#### THE DATA

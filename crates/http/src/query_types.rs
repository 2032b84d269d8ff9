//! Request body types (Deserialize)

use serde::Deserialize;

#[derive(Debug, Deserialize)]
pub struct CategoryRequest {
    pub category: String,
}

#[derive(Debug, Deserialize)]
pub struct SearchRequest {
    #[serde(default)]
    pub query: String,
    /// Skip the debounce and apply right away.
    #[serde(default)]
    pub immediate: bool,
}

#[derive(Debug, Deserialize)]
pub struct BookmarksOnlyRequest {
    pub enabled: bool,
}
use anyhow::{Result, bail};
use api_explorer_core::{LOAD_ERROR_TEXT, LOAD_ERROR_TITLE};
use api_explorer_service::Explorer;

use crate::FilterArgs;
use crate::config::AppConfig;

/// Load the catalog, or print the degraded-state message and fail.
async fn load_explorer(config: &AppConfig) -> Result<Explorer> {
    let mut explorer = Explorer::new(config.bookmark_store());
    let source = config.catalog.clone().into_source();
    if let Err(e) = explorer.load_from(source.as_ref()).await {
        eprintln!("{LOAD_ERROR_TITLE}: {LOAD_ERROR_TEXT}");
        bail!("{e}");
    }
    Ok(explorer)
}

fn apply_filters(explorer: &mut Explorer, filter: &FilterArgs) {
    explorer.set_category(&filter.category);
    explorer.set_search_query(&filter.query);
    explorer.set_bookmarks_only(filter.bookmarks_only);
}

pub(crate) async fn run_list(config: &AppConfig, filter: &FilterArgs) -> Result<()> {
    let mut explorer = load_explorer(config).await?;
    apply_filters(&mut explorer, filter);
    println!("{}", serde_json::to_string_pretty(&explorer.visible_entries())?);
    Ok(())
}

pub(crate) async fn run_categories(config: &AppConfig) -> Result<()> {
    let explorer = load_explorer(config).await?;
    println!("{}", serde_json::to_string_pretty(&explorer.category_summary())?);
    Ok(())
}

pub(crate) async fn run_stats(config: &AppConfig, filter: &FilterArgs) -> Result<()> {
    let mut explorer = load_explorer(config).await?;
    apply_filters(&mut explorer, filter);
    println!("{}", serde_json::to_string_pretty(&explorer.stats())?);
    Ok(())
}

---

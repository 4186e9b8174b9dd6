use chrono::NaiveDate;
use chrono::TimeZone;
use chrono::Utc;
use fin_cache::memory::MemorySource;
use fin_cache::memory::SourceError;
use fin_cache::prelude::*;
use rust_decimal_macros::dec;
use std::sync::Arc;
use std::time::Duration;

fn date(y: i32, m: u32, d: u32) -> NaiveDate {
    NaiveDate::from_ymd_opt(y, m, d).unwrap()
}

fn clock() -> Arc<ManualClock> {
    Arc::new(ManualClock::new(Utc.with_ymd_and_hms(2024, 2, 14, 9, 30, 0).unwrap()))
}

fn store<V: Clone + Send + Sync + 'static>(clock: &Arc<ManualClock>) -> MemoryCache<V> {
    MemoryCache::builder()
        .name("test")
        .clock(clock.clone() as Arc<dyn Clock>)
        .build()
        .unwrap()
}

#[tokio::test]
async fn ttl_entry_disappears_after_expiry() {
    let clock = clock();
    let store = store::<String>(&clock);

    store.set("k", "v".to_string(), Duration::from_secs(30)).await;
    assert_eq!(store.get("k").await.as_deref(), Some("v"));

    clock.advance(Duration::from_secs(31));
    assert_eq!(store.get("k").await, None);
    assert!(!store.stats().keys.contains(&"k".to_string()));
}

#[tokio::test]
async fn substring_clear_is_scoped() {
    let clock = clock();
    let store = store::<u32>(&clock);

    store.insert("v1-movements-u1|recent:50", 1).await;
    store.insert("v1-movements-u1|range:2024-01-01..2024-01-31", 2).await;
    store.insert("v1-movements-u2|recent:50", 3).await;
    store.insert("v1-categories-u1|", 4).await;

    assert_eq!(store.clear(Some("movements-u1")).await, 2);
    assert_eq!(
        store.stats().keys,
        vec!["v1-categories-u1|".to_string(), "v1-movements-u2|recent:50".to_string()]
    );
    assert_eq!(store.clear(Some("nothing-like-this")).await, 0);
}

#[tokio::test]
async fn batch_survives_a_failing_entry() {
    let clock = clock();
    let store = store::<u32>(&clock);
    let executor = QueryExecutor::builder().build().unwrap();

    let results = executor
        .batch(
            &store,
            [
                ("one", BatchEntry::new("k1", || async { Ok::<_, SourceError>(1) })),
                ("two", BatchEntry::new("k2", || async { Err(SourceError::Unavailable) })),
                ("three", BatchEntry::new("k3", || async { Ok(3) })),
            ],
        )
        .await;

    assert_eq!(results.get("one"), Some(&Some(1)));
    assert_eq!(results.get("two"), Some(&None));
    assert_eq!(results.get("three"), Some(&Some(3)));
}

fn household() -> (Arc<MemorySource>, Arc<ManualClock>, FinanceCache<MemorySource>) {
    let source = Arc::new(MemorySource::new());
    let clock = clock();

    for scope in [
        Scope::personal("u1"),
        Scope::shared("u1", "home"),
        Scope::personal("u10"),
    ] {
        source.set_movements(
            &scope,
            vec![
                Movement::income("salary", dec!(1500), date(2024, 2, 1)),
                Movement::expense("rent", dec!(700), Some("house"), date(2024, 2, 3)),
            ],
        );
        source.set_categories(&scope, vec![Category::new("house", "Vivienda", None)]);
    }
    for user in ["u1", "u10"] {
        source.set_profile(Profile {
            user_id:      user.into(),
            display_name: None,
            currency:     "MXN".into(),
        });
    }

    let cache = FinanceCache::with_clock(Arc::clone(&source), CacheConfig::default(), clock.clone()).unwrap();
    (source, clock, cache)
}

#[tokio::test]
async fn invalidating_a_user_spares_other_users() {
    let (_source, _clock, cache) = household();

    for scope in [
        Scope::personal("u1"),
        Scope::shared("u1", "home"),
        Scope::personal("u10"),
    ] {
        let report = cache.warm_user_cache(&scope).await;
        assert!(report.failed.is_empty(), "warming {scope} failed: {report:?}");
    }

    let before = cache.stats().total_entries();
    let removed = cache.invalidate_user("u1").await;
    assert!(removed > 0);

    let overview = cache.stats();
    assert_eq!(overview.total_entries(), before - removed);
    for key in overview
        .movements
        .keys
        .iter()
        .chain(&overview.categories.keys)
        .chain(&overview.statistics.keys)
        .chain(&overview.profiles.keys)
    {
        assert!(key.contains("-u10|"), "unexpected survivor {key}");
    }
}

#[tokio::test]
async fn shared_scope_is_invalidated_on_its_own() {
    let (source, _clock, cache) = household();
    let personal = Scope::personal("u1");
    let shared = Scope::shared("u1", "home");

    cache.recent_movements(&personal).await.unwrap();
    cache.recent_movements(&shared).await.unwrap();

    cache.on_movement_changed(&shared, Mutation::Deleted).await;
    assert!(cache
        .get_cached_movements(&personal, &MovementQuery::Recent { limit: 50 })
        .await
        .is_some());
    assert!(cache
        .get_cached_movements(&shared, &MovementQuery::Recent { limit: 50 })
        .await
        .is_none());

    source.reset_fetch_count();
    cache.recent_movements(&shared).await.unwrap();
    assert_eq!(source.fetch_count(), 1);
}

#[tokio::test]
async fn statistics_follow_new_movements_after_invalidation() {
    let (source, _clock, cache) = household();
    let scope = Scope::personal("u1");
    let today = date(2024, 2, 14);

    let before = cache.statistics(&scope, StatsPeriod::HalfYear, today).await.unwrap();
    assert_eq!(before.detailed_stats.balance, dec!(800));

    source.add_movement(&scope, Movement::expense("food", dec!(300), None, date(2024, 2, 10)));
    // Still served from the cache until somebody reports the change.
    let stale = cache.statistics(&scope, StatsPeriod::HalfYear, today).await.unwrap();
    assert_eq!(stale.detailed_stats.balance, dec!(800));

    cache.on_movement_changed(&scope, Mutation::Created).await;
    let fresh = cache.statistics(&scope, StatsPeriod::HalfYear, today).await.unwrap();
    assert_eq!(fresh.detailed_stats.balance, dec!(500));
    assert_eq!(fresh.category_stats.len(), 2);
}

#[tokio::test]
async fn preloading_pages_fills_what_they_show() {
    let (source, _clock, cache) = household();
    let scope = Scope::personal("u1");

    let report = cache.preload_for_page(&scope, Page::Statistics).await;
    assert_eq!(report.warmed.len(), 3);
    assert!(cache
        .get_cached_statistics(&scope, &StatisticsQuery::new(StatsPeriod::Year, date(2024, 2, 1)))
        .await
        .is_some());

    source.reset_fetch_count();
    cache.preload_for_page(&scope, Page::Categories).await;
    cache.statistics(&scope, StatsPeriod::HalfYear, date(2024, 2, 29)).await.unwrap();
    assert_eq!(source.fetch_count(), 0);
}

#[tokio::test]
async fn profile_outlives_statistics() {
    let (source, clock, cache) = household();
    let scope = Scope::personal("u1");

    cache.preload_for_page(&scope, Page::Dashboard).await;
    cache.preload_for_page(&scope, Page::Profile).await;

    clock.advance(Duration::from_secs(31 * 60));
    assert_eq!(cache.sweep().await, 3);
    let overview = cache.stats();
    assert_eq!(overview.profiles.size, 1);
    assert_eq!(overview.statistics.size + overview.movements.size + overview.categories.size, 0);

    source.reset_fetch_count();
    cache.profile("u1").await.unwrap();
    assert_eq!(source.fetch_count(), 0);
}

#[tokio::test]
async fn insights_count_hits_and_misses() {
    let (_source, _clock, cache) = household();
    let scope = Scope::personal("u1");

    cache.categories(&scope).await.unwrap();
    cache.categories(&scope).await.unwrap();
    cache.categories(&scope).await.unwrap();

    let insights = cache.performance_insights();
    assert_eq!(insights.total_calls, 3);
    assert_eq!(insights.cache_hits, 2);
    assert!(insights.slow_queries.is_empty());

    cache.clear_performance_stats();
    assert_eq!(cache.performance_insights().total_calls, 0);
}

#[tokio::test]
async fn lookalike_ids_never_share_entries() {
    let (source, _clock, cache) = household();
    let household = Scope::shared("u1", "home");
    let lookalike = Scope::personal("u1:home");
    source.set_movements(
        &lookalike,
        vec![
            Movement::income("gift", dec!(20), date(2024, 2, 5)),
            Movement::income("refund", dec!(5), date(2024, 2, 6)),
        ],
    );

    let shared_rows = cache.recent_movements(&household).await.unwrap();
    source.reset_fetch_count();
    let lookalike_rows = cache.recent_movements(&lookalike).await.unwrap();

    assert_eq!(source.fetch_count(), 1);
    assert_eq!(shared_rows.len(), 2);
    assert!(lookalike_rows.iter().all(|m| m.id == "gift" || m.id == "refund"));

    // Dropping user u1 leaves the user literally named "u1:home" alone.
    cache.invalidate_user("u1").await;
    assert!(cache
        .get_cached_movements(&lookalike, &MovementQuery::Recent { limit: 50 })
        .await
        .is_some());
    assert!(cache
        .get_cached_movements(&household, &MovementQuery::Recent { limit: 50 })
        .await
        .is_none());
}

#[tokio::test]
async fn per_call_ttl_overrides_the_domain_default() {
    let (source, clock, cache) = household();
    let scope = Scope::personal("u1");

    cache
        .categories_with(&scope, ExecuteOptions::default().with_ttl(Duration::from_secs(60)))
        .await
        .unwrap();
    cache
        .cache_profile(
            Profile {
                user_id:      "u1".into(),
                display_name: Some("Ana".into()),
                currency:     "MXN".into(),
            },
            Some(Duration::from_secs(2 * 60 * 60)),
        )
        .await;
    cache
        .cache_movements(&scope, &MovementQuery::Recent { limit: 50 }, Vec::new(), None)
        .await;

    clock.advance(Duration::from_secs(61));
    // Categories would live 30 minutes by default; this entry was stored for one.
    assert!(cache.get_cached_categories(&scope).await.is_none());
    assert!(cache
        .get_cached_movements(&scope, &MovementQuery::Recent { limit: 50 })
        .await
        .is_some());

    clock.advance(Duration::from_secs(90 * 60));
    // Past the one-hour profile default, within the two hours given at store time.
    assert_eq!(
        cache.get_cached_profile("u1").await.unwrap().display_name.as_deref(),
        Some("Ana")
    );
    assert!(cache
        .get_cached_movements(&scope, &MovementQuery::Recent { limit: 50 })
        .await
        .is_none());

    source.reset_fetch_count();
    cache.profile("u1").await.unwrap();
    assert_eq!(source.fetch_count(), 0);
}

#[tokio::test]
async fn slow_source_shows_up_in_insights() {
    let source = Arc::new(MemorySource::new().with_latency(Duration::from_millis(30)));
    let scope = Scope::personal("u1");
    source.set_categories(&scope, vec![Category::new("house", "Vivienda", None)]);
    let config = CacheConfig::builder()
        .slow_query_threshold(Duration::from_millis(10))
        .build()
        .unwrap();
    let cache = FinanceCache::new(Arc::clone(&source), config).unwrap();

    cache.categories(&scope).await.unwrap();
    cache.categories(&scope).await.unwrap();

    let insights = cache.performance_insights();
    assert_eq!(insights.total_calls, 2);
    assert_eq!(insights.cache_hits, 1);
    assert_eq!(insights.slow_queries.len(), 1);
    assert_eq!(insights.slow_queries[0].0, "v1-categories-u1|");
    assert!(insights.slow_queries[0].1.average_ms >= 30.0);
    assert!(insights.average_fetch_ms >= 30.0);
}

#### PROBLEM DESCRIPTION
Please copy, exactly as written, every line in the listing above from the line with "cache.on_movement_changed(&shared, Mutation::Deleted).await;" up to and including the line with "async fn preloading_pages_fills_what_they_show()".

#### ANSWER SECTION
    cache.on_movement_changed(&shared, Mutation::Deleted).await;
    assert!(cache
        .get_cached_movements(&personal, &MovementQuery::Recent { limit: 50 })
        .await
        .is_some());
    assert!(cache
        .get_cached_movements(&shared, &MovementQuery::Recent { limit: 50 })
        .await
        .is_none());

    source.reset_fetch_count();
    cache.recent_movements(&shared).await.unwrap();
    assert_eq!(source.fetch_count(), 1);
}

#[tokio::test]
async fn statistics_follow_new_movements_after_invalidation() {
    let (source, _clock, cache) = household();
    let scope = Scope::personal("u1");
    let today = date(2024, 2, 14);

    let before = cache.statistics(&scope, StatsPeriod::HalfYear, today).await.unwrap();
    assert_eq!(before.detailed_stats.balance, dec!(800));

    source.add_movement(&scope, Movement::expense("food", dec!(300), None, date(2024, 2, 10)));
    // Still served from the cache until somebody reports the change.
    let stale = cache.statistics(&scope, StatsPeriod::HalfYear, today).await.unwrap();
    assert_eq!(stale.detailed_stats.balance, dec!(800));

    cache.on_movement_changed(&scope, Mutation::Created).await;
    let fresh = cache.statistics(&scope, StatsPeriod::HalfYear, today).await.unwrap();
    assert_eq!(fresh.detailed_stats.balance, dec!(500));
    assert_eq!(fresh.category_stats.len(), 2);
}

#[tokio::test]
async fn preloading_pages_fills_what_they_show() {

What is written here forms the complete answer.